City districts and residential areas
The main objective of the master plan is a set of urban planning measures aimed at creating a safe environment with convenient and pleasant living conditions. The main architectural aim is to preserve and enhance the image of Almaty as a City of Gardens.
The plans are extremely impressive and include the removal of resource-intensive industries which are environmentally unsafe. It also includes the development of tourist sites in Almaty, large scale landscaping of the river banks, an increase in the geographically landscaped area from 4 ha to 14.2 ha, together with the laying of new water and heat supply lines and other engineering systems. This is only a small part of those undoubtedly admirable plans envisaged by the Almaty Architectural Committee six years ago.
In line with the master plan for the Southern Capital, performance targets in the key areas of architectural development should result in a threefold increase in gross regional production between 2000 and 2020, a 2.5 fold increase in investments in real terms, and more than a doubling of per capita income.
Alongside this, Kanat Berentayev, Director of the Public Policy Research Centre, believes the Almaty Development Plan is out of touch with reality and is based entirely on wide ranging statements, which could be used to draw up development plans for any city. For example, by 2020 the municipal housing construction should total 1.9 million sq. metres, which is an average of approximately 90,000 sq. metres per year. This, in turn, represents approximately 1,200 apartments per year, according to the ratio specified in the main urban planning document. Berentayev is certain that "As the majority of the population is employed in Government financed institutions, we may safely predict that their housing problems will not be resolved.”

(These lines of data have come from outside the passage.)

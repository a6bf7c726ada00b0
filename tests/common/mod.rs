//! In-process fakes for the external collaborators.
#![allow(dead_code)]

use async_trait::async_trait;
use serde_json::{json, Value};
use std::collections::HashMap;
use std::sync::atomic::{AtomicBool, AtomicUsize, Ordering};
use std::sync::{Arc, Mutex};
use std::time::Duration;

use stac_search::cache::CacheSet;
use stac_search::catalog::{CatalogClient, CollectionInfo};
use stac_search::catalog_index::CatalogIndex;
use stac_search::config::CacheConfig;
use stac_search::embedding::EmbeddingProvider;
use stac_search::extractor::QueryExtractor;
use stac_search::geocoding::Geocoder;
use stac_search::llm::LlmClient;
use stac_search::models::{Geometry, SearchParams};
use stac_search::orchestrator::{SearchOrchestrator, SearchSettings};
use stac_search::prompts;
use stac_search::resolver::CollectionResolver;
use stac_search::store::InMemoryIndexStore;
use stac_search::{Error, Result};

pub const CATALOG_URL: &str = "https://stac.example.com/api/stac/v1";

// ─── LLM ────────────────────────────────────────────────────────────

/// Answers each prompt from per-query tables.
#[derive(Default)]
pub struct FakeLlm {
    /// query → rewritten query; present means the query is specific.
    pub specific: HashMap<String, String>,
    /// Collection ids the re-ranker keeps, in candidate order.
    pub relevant: Vec<String>,
    pub locations: HashMap<String, String>,
    pub datetimes: HashMap<String, String>,
    pub filters: HashMap<String, Value>,
    /// System prompt that never gets an answer.
    pub stall_on: Option<&'static str>,
    /// System prompt that fails while set.
    pub fail_on: Mutex<Option<&'static str>>,
    pub calls: AtomicUsize,
}

impl FakeLlm {
    pub fn specific(mut self, query: &str, framed: &str) -> Self {
        self.specific.insert(query.to_string(), framed.to_string());
        self
    }

    pub fn relevant(mut self, ids: &[&str]) -> Self {
        self.relevant = ids.iter().map(|s| s.to_string()).collect();
        self
    }

    pub fn location(mut self, query: &str, place: &str) -> Self {
        self.locations.insert(query.to_string(), place.to_string());
        self
    }

    pub fn datetime(mut self, query: &str, range: &str) -> Self {
        self.datetimes.insert(query.to_string(), range.to_string());
        self
    }

    pub fn filter(mut self, query: &str, filter: Value) -> Self {
        self.filters.insert(query.to_string(), filter);
        self
    }

    pub fn stall_on(mut self, system: &'static str) -> Self {
        self.stall_on = Some(system);
        self
    }

    pub fn fail_on(self, system: &'static str) -> Self {
        *self.fail_on.lock().unwrap() = Some(system);
        self
    }

    pub fn recover(&self) {
        *self.fail_on.lock().unwrap() = None;
    }

    pub fn call_count(&self) -> usize {
        self.calls.load(Ordering::SeqCst)
    }

    fn rerank(&self, user: &str) -> Value {
        let results: Vec<Value> = user
            .lines()
            .filter_map(|line| line.strip_prefix("Collection ID: "))
            .filter(|id| self.relevant.iter().any(|r| r == id))
            .map(|id| json!({"collection_id": id, "explanation": format!("{} matches the request", id)}))
            .collect();
        json!({ "results": results })
    }
}

#[async_trait]
impl LlmClient for FakeLlm {
    fn model(&self) -> &str {
        "fake-llm"
    }

    async fn complete(&self, system: &str, user: &str) -> Result<String> {
        self.calls.fetch_add(1, Ordering::SeqCst);
        if self.stall_on == Some(system) {
            tokio::time::sleep(Duration::from_secs(3600)).await;
        }
        if *self.fail_on.lock().unwrap() == Some(system) {
            return Err(Error::external("llm", "HTTP 503: service unavailable"));
        }
        let reply = if system == prompts::FRAMING {
            match self.specific.get(user) {
                Some(framed) => json!({"query": framed, "is_specific": true}),
                None => json!({"query": user, "is_specific": false}),
            }
        } else if system == prompts::RERANK {
            self.rerank(user)
        } else if system == prompts::LOCATION {
            json!({"location": self.locations.get(user).cloned().unwrap_or_default()})
        } else if system == prompts::FILTER {
            json!({"filter": self.filters.get(user).cloned().unwrap_or(Value::Null)})
        } else if system.starts_with(prompts::TEMPORAL) {
            json!({"datetime": self.datetimes.get(user)})
        } else {
            panic!("unexpected system prompt: {}", system);
        };
        Ok(reply.to_string())
    }
}

// ─── Catalog ────────────────────────────────────────────────────────

pub struct FakeCatalog {
    pub collections: Vec<CollectionInfo>,
    pub items: Vec<Value>,
    pub search_calls: AtomicUsize,
    pub last_params: Mutex<Option<SearchParams>>,
}

impl FakeCatalog {
    pub fn new(collections: &[(&str, &str, &str)]) -> Self {
        let collections = collections
            .iter()
            .map(|(id, title, description)| CollectionInfo {
                id: id.to_string(),
                title: Some(title.to_string()),
                description: Some(description.to_string()),
            })
            .collect();
        let items = (0..3)
            .map(|i| json!({"type": "Feature", "id": format!("item-{}", i)}))
            .collect();
        Self {
            collections,
            items,
            search_calls: AtomicUsize::new(0),
            last_params: Mutex::new(None),
        }
    }

    /// A small Planetary Computer-like catalog.
    pub fn planetary() -> Self {
        Self::new(&[
            ("naip", "NAIP: National Agriculture Imagery Program", "High-resolution aerial imagery of the continental United States"),
            ("sentinel-2-l2a", "Sentinel-2 Level-2A", "Global multispectral imagery at 10m resolution"),
            ("landsat-8-c2-l2", "Landsat 8 Collection 2 Level-2", "Global surface reflectance from Landsat 8"),
            ("cop-dem-glo-30", "Copernicus DEM GLO-30", "Global digital elevation model at 30m"),
        ])
    }

    pub fn search_count(&self) -> usize {
        self.search_calls.load(Ordering::SeqCst)
    }

    pub fn last_params(&self) -> Option<SearchParams> {
        self.last_params.lock().unwrap().clone()
    }
}

#[async_trait]
impl CatalogClient for FakeCatalog {
    async fn open(&self, _catalog_url: &str) -> Result<()> {
        Ok(())
    }

    async fn list_collections(&self, _catalog_url: &str) -> Result<Vec<CollectionInfo>> {
        Ok(self.collections.clone())
    }

    async fn search_items(&self, _catalog_url: &str, params: &SearchParams) -> Result<Vec<Value>> {
        self.search_calls.fetch_add(1, Ordering::SeqCst);
        *self.last_params.lock().unwrap() = Some(params.clone());
        Ok(self.items.iter().take(params.max_items).cloned().collect())
    }
}

// ─── Geocoder ───────────────────────────────────────────────────────

#[derive(Default)]
pub struct FakeGeocoder {
    pub places: HashMap<String, Geometry>,
    /// Fails every call while set.
    pub down: AtomicBool,
    pub calls: AtomicUsize,
}

impl FakeGeocoder {
    pub fn with_place(mut self, phrase: &str, geometry: Geometry) -> Self {
        self.places.insert(phrase.to_string(), geometry);
        self
    }

    pub fn down(self) -> Self {
        self.down.store(true, Ordering::SeqCst);
        self
    }

    pub fn recover(&self) {
        self.down.store(false, Ordering::SeqCst);
    }

    pub fn call_count(&self) -> usize {
        self.calls.load(Ordering::SeqCst)
    }
}

#[async_trait]
impl Geocoder for FakeGeocoder {
    async fn geocode(&self, phrase: &str) -> Result<Option<Geometry>> {
        self.calls.fetch_add(1, Ordering::SeqCst);
        if self.down.load(Ordering::SeqCst) {
            return Err(Error::external("geocoding", "connection refused"));
        }
        Ok(self.places.get(phrase).cloned())
    }
}

pub fn washington() -> Geometry {
    Geometry {
        kind: "Polygon".to_string(),
        coordinates: json!([[[-124.8, 45.5], [-116.9, 45.5], [-116.9, 49.0], [-124.8, 49.0], [-124.8, 45.5]]]),
    }
}

// ─── Embeddings ─────────────────────────────────────────────────────

/// Bag-of-words vectors: each lowercased word bumps one of 64 buckets.
#[derive(Default)]
pub struct HashEmbedder {
    pub calls: AtomicUsize,
}

const DIMS: usize = 64;

fn bucket(word: &str) -> usize {
    word.bytes()
        .fold(7usize, |h, b| h.wrapping_mul(31).wrapping_add(b as usize))
        % DIMS
}

#[async_trait]
impl EmbeddingProvider for HashEmbedder {
    fn model_name(&self) -> &str {
        "hash-embedder"
    }

    fn dims(&self) -> usize {
        DIMS
    }

    async fn embed(&self, texts: &[String]) -> Result<Vec<Vec<f32>>> {
        self.calls.fetch_add(1, Ordering::SeqCst);
        Ok(texts
            .iter()
            .map(|text| {
                let mut v = vec![0.0f32; DIMS];
                for word in text
                    .split(|c: char| !c.is_alphanumeric())
                    .filter(|w| !w.is_empty())
                {
                    v[bucket(&word.to_lowercase())] += 1.0;
                }
                v
            })
            .collect())
    }
}

// ─── Wiring ─────────────────────────────────────────────────────────

pub struct Harness {
    pub llm: Arc<FakeLlm>,
    pub catalog: Arc<FakeCatalog>,
    pub geocoder: Arc<FakeGeocoder>,
    pub orchestrator: SearchOrchestrator,
}

pub fn settings(timeout: Duration) -> SearchSettings {
    SearchSettings {
        default_catalog_url: CATALOG_URL.to_string(),
        default_collections: vec!["landsat-8-c2-l2".to_string(), "sentinel-2-l2a".to_string()],
        max_items: 20,
        top_k: 5,
        timeout,
    }
}

pub fn harness(llm: FakeLlm, catalog: FakeCatalog, geocoder: FakeGeocoder) -> Harness {
    harness_with_timeout(llm, catalog, geocoder, Duration::from_secs(5))
}

/// Like [`harness`], with `timeout` bounding every collaborator call.
pub fn harness_with_timeout(
    llm: FakeLlm,
    catalog: FakeCatalog,
    geocoder: FakeGeocoder,
    timeout: Duration,
) -> Harness {
    let llm = Arc::new(llm);
    let catalog = Arc::new(catalog);
    let geocoder = Arc::new(geocoder);
    let caches = Arc::new(CacheSet::new(&CacheConfig::default()));
    let embedder: Arc<dyn EmbeddingProvider> = Arc::new(HashEmbedder::default());

    let index = Arc::new(CatalogIndex::new(
        catalog.clone(),
        embedder.clone(),
        Arc::new(InMemoryIndexStore::new()),
    ));
    let resolver =
        CollectionResolver::new(llm.clone(), index, embedder, caches.clone(), 5, timeout);
    let extractor = QueryExtractor::with_llm(llm.clone(), caches.clone(), timeout);

    let orchestrator = SearchOrchestrator::new(
        settings(timeout),
        catalog.clone(),
        geocoder.clone(),
        resolver,
        extractor,
        caches,
    );

    Harness {
        llm,
        catalog,
        geocoder,
        orchestrator,
    }
}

According to Berentayev, the master plan is a systematically validated long term improvement plan to develop a city with a single social and economic structure. With this in mind it should provide an ideal combination of pleasant conditions for work, rest and play. In new cities these difficulties can be resolved from the outset by using modern architectural solutions. In Kazakhstan, an example of development of a city area is the construction of the left bank in Astana. However, in old, established cities this has to be brought about gradually through renovation. 
Both methods had to be utilised in the development of Almaty. On one hand, a new image of a modern city should be created in open areas by building complexes based on the concept of a seamless blend of urban buildings with the natural elements in structurally designed open spaces.
On the other hand, the plan should cater for the gradual modernisation of historic areas of the city, whilst preserving the existing architectural complex as much as possible. In addition, the architectural policy should provide for both the large-scale residential construction programme as well as the building of more up-market communities outside the existing city boundaries.
In the years following the implementation of the master plan, the reality is that Almaty has not only failed to reach international standards, but it has lost much of its individuality. The lack of a clear policy has led to disorganised building work which has upset the environmental balance of the city and deprived it of its historical landscape.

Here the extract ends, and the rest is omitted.